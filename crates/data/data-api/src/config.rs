//! Data source configuration types.

use data_spi::{Coordinates, DataError, Pollutant, Result};
use serde::{Deserialize, Serialize};

/// Open-Meteo air-quality endpoint.
pub const AIR_QUALITY_URL: &str = "https://air-quality-api.open-meteo.com/v1/air-quality";
/// Open-Meteo weather forecast endpoint.
pub const WEATHER_URL: &str = "https://api.open-meteo.com/v1/forecast";
/// Default SQLite database file.
pub const DEFAULT_DATABASE: &str = "ghg_database.db";
/// Default amount of history to request.
pub const DEFAULT_PAST_DAYS: u32 = 3;
/// Largest history window the APIs serve.
pub const MAX_PAST_DAYS: u32 = 92;

/// Configuration for fetching hourly observations for one location.
#[derive(Debug, Clone, PartialEq, Serialize, Deserialize)]
pub struct FetchConfig {
    /// Location to fetch for
    pub coordinates: Coordinates,
    /// Hourly variables to request
    pub variables: Vec<Pollutant>,
    /// Days of history before today
    pub past_days: u32,
    /// Days of forecast after today
    pub forecast_days: u32,
    /// Air-quality endpoint
    pub air_quality_url: String,
    /// Weather endpoint
    pub weather_url: String,
}

impl FetchConfig {
    /// Create a configuration fetching every variable for `coordinates`.
    pub fn new(coordinates: Coordinates) -> Self {
        Self {
            coordinates,
            variables: Pollutant::ALL.to_vec(),
            past_days: DEFAULT_PAST_DAYS,
            forecast_days: 0,
            air_quality_url: AIR_QUALITY_URL.to_string(),
            weather_url: WEATHER_URL.to_string(),
        }
    }

    /// Variables served by the air-quality endpoint.
    pub fn air_quality_variables(&self) -> Vec<Pollutant> {
        self.variables
            .iter()
            .copied()
            .filter(|p| !p.is_meteorological())
            .collect()
    }

    /// Variables served by the weather endpoint.
    pub fn weather_variables(&self) -> Vec<Pollutant> {
        self.variables
            .iter()
            .copied()
            .filter(|p| p.is_meteorological())
            .collect()
    }
}

impl Default for FetchConfig {
    fn default() -> Self {
        Self::new(Coordinates::default())
    }
}

/// Builder for FetchConfig.
#[derive(Debug, Default)]
pub struct FetchConfigBuilder {
    latitude: Option<f64>,
    longitude: Option<f64>,
    coordinates: Option<Coordinates>,
    variables: Option<Vec<Pollutant>>,
    past_days: Option<u32>,
    forecast_days: Option<u32>,
    air_quality_url: Option<String>,
    weather_url: Option<String>,
}

impl FetchConfigBuilder {
    /// Create a new builder.
    pub fn new() -> Self {
        Self::default()
    }

    /// Set already validated coordinates.
    pub fn coordinates(mut self, coordinates: Coordinates) -> Self {
        self.coordinates = Some(coordinates);
        self
    }

    /// Set the latitude.
    pub fn latitude(mut self, latitude: f64) -> Self {
        self.latitude = Some(latitude);
        self
    }

    /// Set the longitude.
    pub fn longitude(mut self, longitude: f64) -> Self {
        self.longitude = Some(longitude);
        self
    }

    /// Set the requested variables.
    pub fn variables(mut self, variables: &[Pollutant]) -> Self {
        self.variables = Some(variables.to_vec());
        self
    }

    /// Set the history length in days.
    pub fn past_days(mut self, days: u32) -> Self {
        self.past_days = Some(days);
        self
    }

    /// Set the forecast length in days.
    pub fn forecast_days(mut self, days: u32) -> Self {
        self.forecast_days = Some(days);
        self
    }

    /// Override the air-quality endpoint.
    pub fn air_quality_url(mut self, url: &str) -> Self {
        self.air_quality_url = Some(url.trim_end_matches('/').to_string());
        self
    }

    /// Override the weather endpoint.
    pub fn weather_url(mut self, url: &str) -> Self {
        self.weather_url = Some(url.trim_end_matches('/').to_string());
        self
    }

    /// Build the configuration.
    pub fn build(self) -> Result<FetchConfig> {
        let coordinates = match (self.coordinates, self.latitude, self.longitude) {
            (Some(c), None, None) => c,
            (None, Some(lat), Some(lon)) => Coordinates::new(lat, lon)?,
            (None, None, None) => {
                return Err(DataError::ConfigError("coordinates are required".to_string()))
            }
            (Some(_), _, _) => {
                return Err(DataError::ConfigError(
                    "set either coordinates or latitude/longitude, not both".to_string(),
                ))
            }
            (None, _, _) => {
                return Err(DataError::ConfigError(
                    "latitude and longitude must be set together".to_string(),
                ))
            }
        };

        let variables = self.variables.unwrap_or_else(|| Pollutant::ALL.to_vec());
        if variables.is_empty() {
            return Err(DataError::ConfigError(
                "at least one variable is required".to_string(),
            ));
        }

        let past_days = self.past_days.unwrap_or(DEFAULT_PAST_DAYS);
        if past_days > MAX_PAST_DAYS {
            return Err(DataError::ConfigError(format!(
                "past_days must be at most {}, got {}",
                MAX_PAST_DAYS, past_days
            )));
        }

        Ok(FetchConfig {
            coordinates,
            variables,
            past_days,
            forecast_days: self.forecast_days.unwrap_or(0),
            air_quality_url: self
                .air_quality_url
                .unwrap_or_else(|| AIR_QUALITY_URL.to_string()),
            weather_url: self.weather_url.unwrap_or_else(|| WEATHER_URL.to_string()),
        })
    }
}
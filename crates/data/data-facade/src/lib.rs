//! Data Source Facade
//!
//! Unified re-exports for the data module.
//!
//! This facade provides a single entry point for all data source functionality:
//! - `data_spi` - Observation types, traits and errors
//! - `data_api` - Fetch configuration and builders
//! - `data_core` - Implementations (Open-Meteo, SQLite, location providers)
//!
//! # Example
//!
//! ```rust,ignore
//! use data_facade::{fetch_location, pollutant_series, Coordinates, Pollutant};
//!
//! #[tokio::main]
//! async fn main() {
//!     let rows = fetch_location(Coordinates::default()).await.unwrap();
//!     let co = pollutant_series(&rows, Pollutant::Co);
//!     println!("Got {} CO readings", co.len());
//! }
//! ```

// Re-export everything from SPI
pub use data_spi::*;

// Re-export everything from API
pub use data_api::*;

// Re-export everything from Core
pub use data_core::*;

================================

# What you have to do
Check the lines above and copy each one that includes "longitude".

# Result of this exercise
    longitude: Option<f64>,
    /// Set the longitude.
    pub fn longitude(mut self, longitude: f64) -> Self {
        self.longitude = Some(longitude);
        let coordinates = match (self.coordinates, self.latitude, self.longitude) {
                    "set either coordinates or latitude/longitude, not both".to_string(),
                    "latitude and longitude must be set together".to_string(),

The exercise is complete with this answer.